Molto più di una promessa, e fuori dalle più facili convenzioni: “Galera” dei Fargas è in uscita oggi, e giunge in un momento storico in cui il mercato discografico italiano propone pochissime luci. Lo sguardo sulla contemporaneità, le confessioni fatte “ad un dio ingrato”, i toni realistici e disillusi dei testi che lo compongono sorprendono anche per questo.

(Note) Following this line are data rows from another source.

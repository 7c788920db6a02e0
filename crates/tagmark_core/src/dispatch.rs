//! Message dispatcher: the top-level entry point.
//!
//! Validates each inbound envelope, validates its per-type data, then invokes
//! the handler for its type and normalizes the result into a response
//! envelope. No handler error ever escapes: every path produces either the
//! operation result or an error-shaped response. Validation failures are
//! guaranteed to return before any backend is touched, and an unknown type is
//! a hard failure distinct from a validation failure.

use serde::{Deserialize, Serialize};
use serde_json::{json, Map, Value};

use crate::error::{Result, TagmarkError};
use crate::model::TriState;
use crate::router::StorageRouter;
use crate::validate;

/// Context about the sender of a message, used by the handful of types that
/// need "current active page" context when `data.url` is absent.
#[derive(Debug, Clone, Default)]
pub struct SenderContext {
    /// URL of the originating tab, when known.
    pub url: Option<String>,
    /// Identity of the originating tab, when known.
    pub tab_id: Option<i64>,
}

/// Result shape for write operations, mirrored verbatim to the UI.
#[derive(Debug, Clone, Serialize, Deserialize)]
pub struct OpStatus {
    /// Whether the operation landed.
    pub success: bool,
    /// Short machine-readable code.
    pub code: String,
    /// Human-readable message; the UI renders it or maps it.
    pub message: String,
}

impl OpStatus {
    fn done() -> Self {
        Self {
            success: true,
            code: "done".to_string(),
            message: "Operation completed".to_string(),
        }
    }
}

/// Top-level message dispatcher over a [`StorageRouter`].
pub struct MessageDispatcher {
    router: StorageRouter,
}

impl MessageDispatcher {
    /// Build a dispatcher.
    pub fn new(router: StorageRouter) -> Self {
        Self { router }
    }

    /// The router behind this dispatcher.
    pub fn router(&self) -> &StorageRouter {
        &self.router
    }

    /// Dispatch one raw message and produce its response envelope. Never
    /// fails: errors come back as `{ "error": ..., "details"? }`.
    pub async fn dispatch(&self, raw: Value, ctx: &SenderContext) -> Value {
        match self.try_dispatch(raw, ctx).await {
            Ok(response) => response,
            Err(e) => error_response(&e),
        }
    }

    async fn try_dispatch(&self, raw: Value, ctx: &SenderContext) -> Result<Value> {
        let envelope = validate::validate_envelope(&raw)?;
        validate::validate_data(&envelope.message_type, envelope.data.as_ref())?;
        let data = envelope.data;

        log::debug!("dispatch {}", envelope.message_type);
        match envelope.message_type.as_str() {
            "getCurrentBookmark" => self.handle_get_current_bookmark(data, ctx).await,
            "getTagsForUrl" => self.handle_get_tags_for_url(data).await,
            "getRecentBookmarks" => self.handle_get_recent_bookmarks(data).await,
            "getLocalBookmarksForIndex" => {
                let rows = self.router.get_local_bookmarks_for_index().await?;
                Ok(json!({ "bookmarks": rows }))
            }
            "getAggregatedBookmarksForIndex" => {
                let rows = self.router.get_all_bookmarks_for_index().await?;
                Ok(json!({ "bookmarks": rows }))
            }
            "saveBookmark" => self.handle_save_bookmark(data).await,
            "deleteBookmark" => self.handle_delete_bookmark(data).await,
            "saveTag" => self.handle_tag_op(data, TagOp::Save).await,
            "deleteTag" => self.handle_tag_op(data, TagOp::Delete).await,
            "getStorageBackendForUrl" => self.handle_get_storage_backend(data).await,
            "moveBookmarkToStorage" => self.handle_move_bookmark(data).await,
            "echo" => Ok(json!({ "echo": data })),
            other => Err(TagmarkError::UnknownMessageType(other.to_string())),
        }
    }

    async fn handle_get_current_bookmark(
        &self,
        data: Option<Map<String, Value>>,
        ctx: &SenderContext,
    ) -> Result<Value> {
        // Senders without tab context (e.g. popups) pass url in data instead.
        let data_url = data
            .as_ref()
            .and_then(|d| d.get("url"))
            .and_then(Value::as_str)
            .map(str::to_string);
        let url = ctx.url.clone().or(data_url).ok_or(TagmarkError::MissingUrl)?;
        let title = data
            .as_ref()
            .and_then(|d| d.get("title"))
            .and_then(Value::as_str)
            .unwrap_or_default();

        let storage = self.router.resolve_backend(&url).await;
        let record = self.router.get_bookmark_for_url(&url, title).await?;
        let mut response = serde_json::to_value(&record)?;
        if let Some(object) = response.as_object_mut() {
            object.insert("storage".to_string(), json!(storage));
        }
        Ok(response)
    }

    async fn handle_get_tags_for_url(&self, data: Option<Map<String, Value>>) -> Result<Value> {
        let params: UrlParams = from_data(data)?;
        let tags = self.router.get_tags_for_url(&params.url).await?;
        Ok(json!({ "tags": tags }))
    }

    async fn handle_get_recent_bookmarks(
        &self,
        data: Option<Map<String, Value>>,
    ) -> Result<Value> {
        let count = data
            .as_ref()
            .and_then(|d| d.get("count"))
            .and_then(Value::as_u64)
            .unwrap_or(15) as usize;
        let bookmarks = self.router.get_recent_bookmarks(count).await?;
        Ok(json!({ "bookmarks": bookmarks }))
    }

    async fn handle_save_bookmark(&self, data: Option<Map<String, Value>>) -> Result<Value> {
        let params: SaveBookmarkParams = from_data(data)?;

        // Merge the payload over the record currently held for this URL, so
        // omitted fields survive the full-record write.
        let mut record = self
            .router
            .get_bookmark_for_url(&params.url, params.title.as_deref().unwrap_or(""))
            .await?;
        if let Some(tags) = params.tags {
            record.tags = tags.into_vec();
        }
        if let Some(description) = params.description {
            record.description = description;
        }
        if let Some(extended) = params.extended {
            record.extended = extended;
        }
        if let Some(shared) = params.shared.as_ref().and_then(TriState::coerce) {
            record.shared = shared;
        }
        if let Some(toread) = params.toread.as_ref().and_then(TriState::coerce) {
            record.toread = toread;
        }

        self.router.save_bookmark(&record).await?;
        Ok(json!(OpStatus::done()))
    }

    async fn handle_delete_bookmark(&self, data: Option<Map<String, Value>>) -> Result<Value> {
        let params: UrlParams = from_data(data)?;
        self.router.delete_bookmark(&params.url).await?;
        Ok(json!(OpStatus::done()))
    }

    async fn handle_tag_op(&self, data: Option<Map<String, Value>>, op: TagOp) -> Result<Value> {
        let params: TagParams = from_data(data)?;
        match op {
            TagOp::Save => self.router.save_tag(&params.url, &params.value).await?,
            TagOp::Delete => self.router.delete_tag(&params.url, &params.value).await?,
        }
        Ok(json!(OpStatus::done()))
    }

    async fn handle_get_storage_backend(
        &self,
        data: Option<Map<String, Value>>,
    ) -> Result<Value> {
        let params: UrlParams = from_data(data)?;
        let backend = self.router.resolve_backend(&params.url).await;
        Ok(json!({ "backend": backend }))
    }

    async fn handle_move_bookmark(&self, data: Option<Map<String, Value>>) -> Result<Value> {
        let params: MoveParams = from_data(data)?;
        let target = params.target_backend.parse()?;
        self.router
            .move_bookmark_to_storage(&params.url, target)
            .await?;
        Ok(json!(OpStatus::done()))
    }
}

enum TagOp {
    Save,
    Delete,
}

// ============================================================================
// Handler parameter shapes (extracted after validation)
// ============================================================================

#[derive(Deserialize)]
struct UrlParams {
    url: String,
}

#[derive(Deserialize)]
struct TagParams {
    url: String,
    value: String,
}

#[derive(Deserialize)]
struct MoveParams {
    url: String,
    #[serde(rename = "targetBackend")]
    target_backend: String,
}

#[derive(Deserialize)]
struct SaveBookmarkParams {
    url: String,
    #[serde(default)]
    tags: Option<TagsField>,
    #[serde(default)]
    description: Option<String>,
    #[serde(default)]
    extended: Option<String>,
    #[serde(default)]
    title: Option<String>,
    #[serde(default)]
    shared: Option<Value>,
    #[serde(default)]
    toread: Option<Value>,
}

/// Tags arrive as an ordered list or a space-delimited wire string.
#[derive(Deserialize)]
#[serde(untagged)]
enum TagsField {
    List(Vec<String>),
    Wire(String),
}

impl TagsField {
    fn into_vec(self) -> Vec<String> {
        match self {
            TagsField::List(list) => crate::model::normalize_tags(list),
            TagsField::Wire(s) => crate::model::tags_from_wire(&s),
        }
    }
}

fn from_data<P: serde::de::DeserializeOwned>(data: Option<Map<String, Value>>) -> Result<P> {
    let data = data.unwrap_or_default();
    Ok(serde_json::from_value(Value::Object(data))?)
}

/// Shape an error into the response envelope the UI expects.
pub fn error_response(error: &TagmarkError) -> Value {
    match error {
        TagmarkError::Validation(details) => json!({
            "error": "Invalid message",
            "details": details,
        }),
        TagmarkError::UnknownMessageType(message_type) => json!({
            "error": "Unknown message type",
            "details": { "type": message_type },
        }),
        other => json!({ "error": other.to_string() }),
    }
}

Non si rimane in attesa senza nemmeno pensare. Gli stimoli che “Galera” concede sono molteplici, ma guardano essenzialmente in due direzioni: il rapporto dell'uomo con la società che lo circonda e quello con se stesso; nel mezzo, il rifiuto del pensiero dominante e le storie ritratte in una civiltà allo sbando, con sincera sensibilità verso temi importantissimi come l'immigrazione.

La piacevolezza di un rock senza compromessi né la necessità di particolari etichette. Il suoni sono maturi al pari dei testi. Bassissima la dose di effetti e distorsioni: si può essere incisivi anche (e soprattutto così). I Fargas faranno a lungo parlare, anche perché hanno trovato il modo giusto per veicolare al meglio sentimenti ed emozioni, senza inutili smancerie.

Il progetto di Luca Spaggiari e Umberto Grossi nasce nel 2002 con “La grande onda”: a loro si affiancheranno inizialmente Davide Canalini e Claudio Luppi. Nello 2006 i Fargas vengono premiati al Meeting delle etichette indipendenti come migliori autori. L'esperienza prosegue dal 2012 insieme a Matteo Bertaggia (che sostituirà alle chitarre Luppi) nel solco della ricerca di una visione spuria , che non tarda ad arrivare. Nello stesso anno arriva “In balia di un dio principiante” (Snowdonia), che ha già riscosso successo di pubblico e critica e che rappresenta la prima tappa di una trilogia concettuale che prosegue da oggi proprio con “Galera”.
Non è bello cercare “parentele” musicali, ma se dovessimo accostare a qualche gruppo italiano famoso la band potremmo tranquillamente scomodare i primi Litfiba, i Baustelle per il vago esistenzialismo nei testi, perfino Rino Gaetano per il modo di utilizzare la voce solista ed i suoi colori.